CLARKSVILLE — A more than three-year-old civil case related to a proposed apartment complex in Clarksville is headed back to court after the town council denied a settlement agreement.
At a June council meeting, attorneys for Plum Creek Crossing LLC, brought the settlement agreement to the board where it failed to get a second on the first reading. The council then took a vote to deny the settlement. The vote was 6-1 with council member John Gilkey opposed.
Developers initiated the process for Plum Creek Crossing Apartments — a 56-unit complex on Westmont Drive in Clarksville’s north end — in December 2016 by requesting a rezoning of roughly three acres of land in that area from residential to commercial.
Over the next several months, developers believed that the project was heading to fruition, as town staff and contractors’ reports indicated the project would be positive for the town. On March 1, 2017, the Clarksville Plan Commission approved the rezoning, sending it to the council with a favorable recommendation, But when it came before the council two weeks later, it was denied 4-3.

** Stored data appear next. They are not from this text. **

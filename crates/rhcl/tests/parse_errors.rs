//! Parse failure tests: every syntax error is a `ParseError` with a span.

use rhcl::{ErrorKind, parse_body, parse_expr};

fn parse_error(src: &str) -> rhcl::Error {
    let err = parse_body(src).unwrap_err();
    assert!(
        matches!(err.kind, ErrorKind::Parse { .. }),
        "expected a parse error, got {err:?}"
    );
    err
}

#[test]
fn spans_stay_within_the_source() {
    for src in [
        "a = ",
        "a = 1 b = 2",
        "a = (1",
        "a = [1, 2",
        "a = {x = 1",
        "block \"label\"",
        "a = 1 +",
        "= 1",
    ] {
        let err = parse_error(src);
        let span = err.span.expect("parse errors should carry a span");
        assert!(span.start <= span.end, "bad span {span} for {src:?}");
        assert!(
            span.end as usize <= src.len(),
            "span {span} exceeds source for {src:?}"
        );
    }
}

#[test]
fn unterminated_tokens_are_reported() {
    assert!(parse_error("a = \"abc").to_string().contains("unterminated string"));
    assert!(parse_error("a = 1 /* hmm").to_string().contains("unterminated block comment"));
    assert!(parse_error("a = <<EOT\nbody").to_string().contains("unterminated heredoc"));
}

#[test]
fn invalid_escape_sequences_are_reported() {
    let err = parse_error(r#"a = "bad \q escape""#);
    assert!(err.to_string().contains("invalid escape"));
}

#[test]
fn unterminated_interpolation_is_reported() {
    let err = parse_expr("\"${a\"").unwrap_err();
    assert!(matches!(err.kind, ErrorKind::Parse { .. }));
}

#[test]
fn block_labels_reject_interpolation() {
    let err = parse_error("block \"${x}\" { }");
    assert!(err.to_string().contains("block labels"));
}

#[test]
fn for_comprehensions_need_their_keywords() {
    let err = parse_expr("[for x y: x]").unwrap_err();
    assert!(err.to_string().contains("'in'"));
    let err = parse_expr("{for k, v in c: k}").unwrap_err();
    assert!(err.to_string().contains("'=>'"));
}

#[test]
fn statements_start_with_an_identifier() {
    let err = parse_error("\"not-an-ident\" = 1");
    assert!(err.to_string().contains("attribute or block"));
}

#[test]
fn error_messages_describe_the_found_token() {
    let err = parse_error("a = ]");
    assert!(err.to_string().contains("']'"), "got: {err}");
}

#[test]
fn expression_entry_point_requires_full_consumption() {
    let err = parse_expr("1 + 2 extra").unwrap_err();
    assert!(matches!(err.kind, ErrorKind::Parse { .. }));
    assert!(err.to_string().contains("end of input"));
}

#[test]
fn missing_conditional_else_is_reported() {
    let err = parse_expr("a ? b").unwrap_err();
    assert!(err.to_string().contains("':'"));
}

Developers filed suit against the council and the four members who had voted against it — A.D. Stonecipher, Paul Fetter, John Gilkey and Jennifer Voignier — the complaint stating that the decision had been “arbitrary, capricious, illegal and an abuse of discretion.”

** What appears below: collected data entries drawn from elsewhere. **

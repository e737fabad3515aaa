use ahash::AHashMap;
use indexmap::IndexSet;

use crate::{
    errors::{Error, ErrorKind, EvalResult},
    expressions::{Body, Expr, ExprLoc, Stmt, TemplatePart, Trailer},
};

/// Computes the free identifier references of an expression.
///
/// Free means: not bound by an enclosing for-comprehension, not a function
/// name, and not one of the literal keywords (those never reach the AST as
/// names). The result keeps first-reference order.
pub fn free_variables(expr: &ExprLoc) -> IndexSet<String> {
    let mut out = IndexSet::new();
    let mut bound = Vec::new();
    collect_expr(expr, &mut bound, &mut out);
    out
}

/// Computes the free identifier references of a statement.
///
/// For attributes this is the value expression's free set; for blocks it is
/// the union over every statement of the block body, recursively.
pub fn stmt_free_variables(stmt: &Stmt) -> IndexSet<String> {
    let mut out = IndexSet::new();
    let mut bound = Vec::new();
    collect_stmt(stmt, &mut bound, &mut out);
    out
}

fn collect_stmt(stmt: &Stmt, bound: &mut Vec<String>, out: &mut IndexSet<String>) {
    match stmt {
        Stmt::Attribute(attribute) => collect_expr(&attribute.value, bound, out),
        Stmt::Block(block) => {
            for stmt in &block.body.statements {
                collect_stmt(stmt, bound, out);
            }
        }
    }
}

fn collect_expr(expr: &ExprLoc, bound: &mut Vec<String>, out: &mut IndexSet<String>) {
    match &expr.expr {
        Expr::Literal(_) => {}
        Expr::Name(name) => {
            if !bound.iter().any(|b| b == name) {
                out.insert(name.clone());
            }
        }
        Expr::Template(parts) => {
            for part in parts {
                if let TemplatePart::Interpolation(inner) = part {
                    collect_expr(inner, bound, out);
                }
            }
        }
        Expr::GetAttr { object, .. } => collect_expr(object, bound, out),
        Expr::GetIndex { object, index } => {
            collect_expr(object, bound, out);
            collect_expr(index, bound, out);
        }
        Expr::AttrSplat { object, trailers } | Expr::FullSplat { object, trailers } => {
            collect_expr(object, bound, out);
            for trailer in trailers {
                if let Trailer::Index { index, .. } = trailer {
                    collect_expr(index, bound, out);
                }
            }
        }
        Expr::Array(items) => {
            for item in items {
                collect_expr(item, bound, out);
            }
        }
        Expr::Object(items) => {
            for (key, value) in items {
                collect_expr(key, bound, out);
                collect_expr(value, bound, out);
            }
        }
        // The function name is not a variable reference; only the arguments
        // can contain free names.
        Expr::FuncCall { args, .. } => {
            for arg in args {
                collect_expr(arg, bound, out);
            }
        }
        Expr::UnaryOp { operand, .. } => collect_expr(operand, bound, out),
        Expr::BinaryOp { left, right, .. } => {
            collect_expr(left, bound, out);
            collect_expr(right, bound, out);
        }
        Expr::Conditional {
            condition,
            then_expr,
            else_expr,
        } => {
            collect_expr(condition, bound, out);
            collect_expr(then_expr, bound, out);
            collect_expr(else_expr, bound, out);
        }
        Expr::Parenthesis(inner) => collect_expr(inner, bound, out),
        Expr::ForTuple {
            intro,
            value,
            condition,
        } => {
            // The collection is evaluated in the enclosing scope; only the
            // loop body sees the bindings.
            collect_expr(&intro.collection, bound, out);
            let pushed = push_bindings(bound, intro.key_var.as_deref(), &intro.value_var);
            collect_expr(value, bound, out);
            if let Some(condition) = condition {
                collect_expr(condition, bound, out);
            }
            bound.truncate(bound.len() - pushed);
        }
        Expr::ForObject {
            intro,
            key,
            value,
            condition,
            ..
        } => {
            collect_expr(&intro.collection, bound, out);
            let pushed = push_bindings(bound, intro.key_var.as_deref(), &intro.value_var);
            collect_expr(key, bound, out);
            collect_expr(value, bound, out);
            if let Some(condition) = condition {
                collect_expr(condition, bound, out);
            }
            bound.truncate(bound.len() - pushed);
        }
    }
}

fn push_bindings(bound: &mut Vec<String>, key_var: Option<&str>, value_var: &str) -> usize {
    let mut pushed = 1;
    if let Some(key_var) = key_var {
        bound.push(key_var.to_owned());
        pushed += 1;
    }
    bound.push(value_var.to_owned());
    pushed
}

/// Orders the statements of a body into topological generations.
///
/// Generation 0 holds every statement whose references all resolve outside
/// the body (through the caller's scope); generation n holds statements whose
/// in-body dependencies all live in earlier generations. Statements keep
/// source order inside a generation. A reference cycle is an error naming the
/// statements involved.
pub fn topological_generations(body: &Body) -> EvalResult<Vec<Vec<Stmt>>> {
    let statements = &body.statements;
    let mut defined: AHashMap<&str, Vec<usize>> = AHashMap::new();
    for (index, stmt) in statements.iter().enumerate() {
        defined.entry(stmt.defined_name()).or_default().push(index);
    }

    // deps[i] holds the statement indices i references; names no statement
    // defines resolve through the scope at evaluation time and add no edge.
    let deps: Vec<Vec<usize>> = statements
        .iter()
        .map(|stmt| {
            let free = stmt_free_variables(stmt);
            let mut edges: Vec<usize> = free
                .iter()
                .filter_map(|name| defined.get(name.as_str()))
                .flatten()
                .copied()
                .collect();
            edges.sort_unstable();
            edges.dedup();
            edges
        })
        .collect();

    let mut resolved = vec![false; statements.len()];
    let mut placed = 0;
    let mut generations = Vec::new();
    while placed < statements.len() {
        let ready: Vec<usize> = (0..statements.len())
            .filter(|&index| !resolved[index])
            .filter(|&index| deps[index].iter().all(|&dep| resolved[dep]))
            .collect();
        if ready.is_empty() {
            let stuck: Vec<String> = (0..statements.len())
                .filter(|&index| !resolved[index])
                .map(|index| statements[index].describe())
                .collect();
            let span = statements
                .iter()
                .enumerate()
                .find(|(index, _)| !resolved[*index])
                .map(|(_, stmt)| stmt.position());
            let mut err = Error::new(ErrorKind::Cycle { statements: stuck });
            if let Some(span) = span {
                err = err.at(span);
            }
            return Err(err);
        }
        for &index in &ready {
            resolved[index] = true;
        }
        placed += ready.len();
        generations.push(ready.into_iter().map(|index| statements[index].clone()).collect());
    }
    Ok(generations)
}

In December 2018, special Judge Terrence Cody ruled for partial summary judgement and ordered the council to approve the rezoning. The council appealed and in May 2019, it was remanded back to Cody’s court.
The settlement brought to the council stipulated that the board would agree to the original rezoning request, that the developer would adhere to commercial residential standards and that both sides would pay their own attorney’s fees.
Councilman Gilkey, the lone vote against denying the settlement, said he had changed his mind from his original vote in 2017 due to other construction in the area,.
“I voted against it originally because there was a concern by the local residents about the size of the apartments and the proximity to the residential single-family homes,” he said. “In my estimation, that concern was resolved when the townhomes went in and provided a layer of insulation between the other single family homes and the apartment development.”
The apartments are near the Plum Creek subdivision, which is made up of single-family homes. Councilman Stonecipher, who represents the district where Plum Creek and the proposed apartments would go, said there would need to be changes to support new construction such as the units.
“We didn’t then and we don’t now have the proper infrastructure for traffic,” he said, adding that it includes a new apartment complex being constructed in neighboring Sellersburg. “I would normally be in favor of density, in order to provide more price points in community housing, [but this] did not make sense to allow for further density on a street that desperately need a stoplight.”
Stonecipher added that the area is also lacking in green space.
An attorney conference has been scheduled for July 9 in the lower trial court.